LncRNAGm8097调控PRPS2促进睾丸生精功能不良发生的机制研究

LncRNAs have been reported to be associated with testicular development and hypospermatogenesis. Previous LncRNAs microarray screening showed that lncRNAGm8097 was the upstream regulatory lncRNA of PRPS2, and the expression levels of lncRNAGm8097 and PRPS2 were significantly lower in testis with hypospermatogenesis than those with normal spermatogenesis. In vitro, the down-regulation of lncRNAGm8097 and PRPS2 promoted the apoptosis of spermatogenic cells and inhibited the proliferation of spermatogenic cells. LncRNAGm8097 knockdown induced the decrease of PRPS2 mRNA and protein levels, while PRPS2 knockdown had no significant effect on the expression of lncRNAGm8097. These results suggest that lncRNAGm8097 may promote the occurrence of testicular hypospermatogenesis by regulating PRPS2. Subsequently, it is proposed to construct lncRNAGm8097 expression-deficient mice by CRISPR-Cas9 technology, and to clarify how lncRNAGm8097 to regulate PRPS2, and the downstream gene network and signaling pathway. This study reveals a new mechanism of testicular hypospermatogenesis from the perspective of lncRNA.

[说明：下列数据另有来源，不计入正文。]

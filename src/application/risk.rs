//! Risk engine: policy-driven privacy analysis of one query.
//!
//! Risk signals:
//! - k-anonymity proxy: cohort row count (`k_est`)
//! - l-diversity proxy: distinct `chol_level` buckets in the cohort (`l_est`)
//! - exact-age slicing raises the score to encourage generalization

use std::sync::{Arc, OnceLock};

use regex::Regex;
use serde_json::json;

use crate::domain::schema::SENSITIVE_BUCKET_COLUMN;
use crate::domain::{
    parse, Analysis, Decision, FactorCode, NotAllowed, ParsedQuery, Policy, RiskFactor,
    RiskLevel, Severity,
};
use crate::ports::{EvaluatorError, QueryEvaluator};

fn exact_age_regex() -> &'static Regex {
    static RE: OnceLock<Regex> = OnceLock::new();
    RE.get_or_init(|| Regex::new(r"(?i)\bage\s*=\s*\d+\b").expect("Valid regex"))
}

/// Computes an [`Analysis`] for a query against a store.
///
/// Pure given the store's answers: the same query, policy, and store state
/// always produce the same analysis.
pub struct RiskEngine<E> {
    evaluator: Arc<E>,
}

impl<E> RiskEngine<E>
where
    E: QueryEvaluator,
{
    pub fn new(evaluator: Arc<E>) -> Self {
        Self { evaluator }
    }

    /// Parse and analyze. Parser rejections become a BLOCK analysis with a
    /// `SQL_NOT_ALLOWED` factor; they never escape as errors.
    pub fn analyze(&self, sql: &str, policy: &Policy) -> Analysis {
        match parse(sql) {
            Ok(pq) => self.analyze_parsed(sql, &pq, policy),
            Err(reason) => blocked_analysis(&reason),
        }
    }

    /// Analyze an already-parsed query. The raw SQL text is still needed
    /// for the exact-age-slice signal.
    pub fn analyze_parsed(&self, sql: &str, pq: &ParsedQuery, policy: &Policy) -> Analysis {
        let (k_est, l_est) = match self.estimates(pq) {
            Ok(pair) => pair,
            Err(EvaluatorError::UnknownColumn(column)) => {
                return blocked_analysis(&NotAllowed::UnknownColumn(column));
            }
            Err(EvaluatorError::Unavailable(reason)) => {
                tracing::warn!("Store unavailable during analysis: {reason}");
                return db_not_ready_analysis(&reason);
            }
        };

        let mut factors = Vec::new();
        let mut score: u32 = 0;

        // k-anonymity proxy
        if k_est < i64::from(policy.k_min) {
            factors.push(RiskFactor::new(
                FactorCode::SmallGroup,
                Severity::High,
                json!({"k_est": k_est, "k_min": policy.k_min}),
            ));
            score += 45;
        } else if k_est < 10 {
            factors.push(RiskFactor::new(
                FactorCode::SmallGroup,
                Severity::Medium,
                json!({"k_est": k_est, "k_min": policy.k_min}),
            ));
            score += 20;
        }

        // l-diversity proxy
        if l_est < i64::from(policy.l_min) {
            factors.push(RiskFactor::new(
                FactorCode::LowDiversity,
                Severity::Medium,
                json!({"l_est": l_est, "l_min": policy.l_min}),
            ));
            score += 20;
        }

        if exact_age_regex().is_match(sql) {
            factors.push(RiskFactor::new(
                FactorCode::ExactAgeSlice,
                Severity::Low,
                json!({}),
            ));
            score += 10;
        }

        let score = score.min(100);
        let risk_level = RiskLevel::from_score(score);

        let decision = if k_est < i64::from(policy.k_min)
            || l_est < i64::from(policy.l_min)
            || score >= 35
        {
            Decision::Rewrite
        } else {
            Decision::Allow
        };

        Analysis {
            k_est,
            l_est,
            risk_score: score,
            risk_level,
            decision,
            factors,
        }
    }

    fn estimates(&self, pq: &ParsedQuery) -> Result<(i64, i64), EvaluatorError> {
        let k_est = self.evaluator.count(pq)?;
        let l_est = self.evaluator.distinct_count(pq, SENSITIVE_BUCKET_COLUMN)?;
        Ok((k_est, l_est))
    }
}

fn blocked_analysis(reason: &NotAllowed) -> Analysis {
    Analysis {
        k_est: 0,
        l_est: 0,
        risk_score: 95,
        risk_level: RiskLevel::High,
        decision: Decision::Block,
        factors: vec![RiskFactor::new(
            FactorCode::SqlNotAllowed,
            Severity::High,
            json!({"reason": reason.to_string()}),
        )],
    }
}

fn db_not_ready_analysis(reason: &str) -> Analysis {
    Analysis {
        k_est: 0,
        l_est: 0,
        risk_score: 80,
        risk_level: RiskLevel::High,
        decision: Decision::Rewrite,
        factors: vec![RiskFactor::new(
            FactorCode::DbNotReady,
            Severity::High,
            json!({"reason": reason}),
        )],
    }
}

据报道LncRNAs与睾丸发育及生精功能不良的发生有关，前期LncRNAs芯片筛选表明lncRNAGm8097为PRPS2相邻的上游调控lncRNA，lncRNAGm8097及PRPS2在生精功能不良睾丸组织中的表达均明显低于生精功能正常睾丸组织。体外实验表明lncRNAGm8097及PRPS2表达下调均具有促进生精细胞凋亡，抑制生精细胞增殖的功能。敲低lncRNAGm8097表达后PRPS2mRNA及蛋白表达水平均下调，而敲低PRPS2对lncRNAGm8097表达无明显影响。这些结果提示：lncRNAGm8097可能通过调控PRPS2促进了睾丸生精功能不良的发生。后续，拟通过CRISPR-Cas9技术构建lncRNAGm8097表达缺失小鼠，并明确lncRNAGm8097如何调控PRPS2及其激活的下游基因网络及信号通路，从lncRNA角度揭示睾丸生精功能不良发生的新机理。

睾丸生精功能不良是导致男性不育的最常见原因之一，然而其发生机制仍不清楚。近年来，研究发现lncRNA与男性不育的发生相关。因此，我们开展了本研究，旨在探讨LncRNAGm8097调控PRPS2促进睾丸生精功能不良发生的机制研究。. 本研究中，我们通过qRT-PCR检测了PRPS2 mRNA及lncRNAGm8097在生精功能正常，轻度、中度及重度生精功能障碍睾丸组织中的表达。同时，采用免疫组化检测了PRPS2蛋白在67例成年男性睾丸组织中的表达，并探讨其表达与临床参数的关系。结果显示，PRPS2mRNA在生精功能正常睾丸组织中的表达水平明显高于中度及重度生精功能障碍睾丸组织（P＜0．01）。免疫组化检测结果显示，PRPS2阳性表达于生精功能正常及轻度生精功能障碍睾丸组织，而在中度及重度生精功能障碍睾丸组织中的表达明显减弱，其在生精功能正常、轻度生精功能障碍、中度生精功能障碍及重度生精功能障碍睾丸组织中的阳性表达率分别为70.0%、66.7%、50. 0%、23. 8%，差异具有统计学意义(P=0.031)。lncRNAGm8097也高表达于生精功能正常和轻度生精功能障碍睾丸组织中，而其在中度生精功能障碍及重度生精功能障碍睾丸组织中的表达明显下调（P<0.05）。而PRPS2及lncRNAGm8097表达与临床参数未见明显相关。. 随后，通过体内外实验进一步探讨了lncRNAGm8097及PRPS2表达与睾丸生精功能不良发生的关系。体外实验表明lncRNAGm8097及PRPS2表达下调有助于小鼠生精细胞的凋亡，且lncRNAGm8097表达下调明显抑制了生精细胞的增殖。在生精功能不良的小鼠模型中发现lncRNAGm8097及PRPS2表达均明显下调。通过qRT-PCR及荧光素报告实验证实lncRNAGm8097位于PRPS2的上游。经慢病毒转染敲低小鼠睾丸组织中PRPS2的表达后，小鼠睾丸组织中的生精细胞凋亡明显增加。这些结果表明lncRNAGm8097调控PRPS2可能通过促进生精细胞的凋亡进而导致睾丸生精功能不良的发生，其作用机制可能与Bcl-2/p53/caspase 6/caspase 9信号通路有关。. 该研究从lncRNA角度揭示睾丸生精功能不良发生的新机制，有望为男性不育诊断及治疗提供潜在的新型分子标记物。